The Power of Collaboration and the Team Approach will be held from 1:00 p.m. – 5:15.p.m. at the Moscone Convention Center in San Francisco. Register for the meeting before Jan. 12, 2015, to take advantage of an early bird discount and save $250 off the full registration. For more information, visit http://www.osseo.org/events/meetings/2015/index.html. To stay up-to-date on the Academy’s news, follow the AO on Facebook and Twitter.

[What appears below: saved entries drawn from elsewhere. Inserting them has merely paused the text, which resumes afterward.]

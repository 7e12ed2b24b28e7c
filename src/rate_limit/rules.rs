//! Key resolution: prefix, whitelist and per-key custom limits.

use std::collections::HashSet;
use std::time::Duration;

use regex::Regex;

use crate::config::loader::ConfigError;
use crate::config::schema::RateLimitConfig;

#[derive(Debug, Clone, PartialEq, Eq)]
pub(crate) enum Resolution {
    Whitelisted,
    Limited {
        storage_key: String,
        limit: u32,
        window: Duration,
    },
}

#[derive(Debug)]
struct CompiledLimit {
    pattern: Regex,
    limit: u32,
    window: Duration,
}

#[derive(Debug)]
pub(crate) struct KeyRules {
    prefix: String,
    whitelist: HashSet<String>,
    custom: Vec<CompiledLimit>,
    default_limit: u32,
    default_window: Duration,
}

impl KeyRules {
    pub(crate) fn new(config: &RateLimitConfig) -> Result<Self, ConfigError> {
        let custom = config
            .custom_limits
            .iter()
            .map(|c| {
                let pattern = Regex::new(&c.pattern).map_err(|source| ConfigError::InvalidPattern {
                    pattern: c.pattern.clone(),
                    source,
                })?;
                Ok(CompiledLimit {
                    pattern,
                    limit: c.max_requests,
                    window: Duration::from_millis(c.window_ms),
                })
            })
            .collect::<Result<Vec<_>, ConfigError>>()?;

        Ok(Self {
            prefix: config.key_prefix.clone(),
            whitelist: config.whitelist.iter().cloned().collect(),
            custom,
            default_limit: config.max_requests,
            default_window: config.window(),
        })
    }

    pub(crate) fn default_limit(&self) -> u32 {
        self.default_limit
    }

    pub(crate) fn storage_key(&self, key: &str) -> String {
        format!("{}{}", self.prefix, key)
    }

    /// First matching custom limit wins; otherwise the default applies.
    pub(crate) fn resolve(&self, key: &str) -> Resolution {
        if self.whitelist.contains(key) {
            return Resolution::Whitelisted;
        }
        let (limit, window) = self
            .custom
            .iter()
            .find(|c| c.pattern.is_match(key))
            .map(|c| (c.limit, c.window))
            .unwrap_or((self.default_limit, self.default_window));

        Resolution::Limited {
            storage_key: self.storage_key(key),
            limit,
            window,
        }
    }
}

Daniel Alam, MD, FACS, is currently a professor of surgery at the University of Hawaii, and his practice involves complex head and neck cancer and reconstructive surgery at the Queen’s Medical Center in Honolulu. He was the primary microvascular surgeon of the first face transplant procedure in the United States while at the Cleveland Clinic, where he served as the Section Head of Facial Aesthetic and Reconstructive Surgery in the Head and Neck Institute.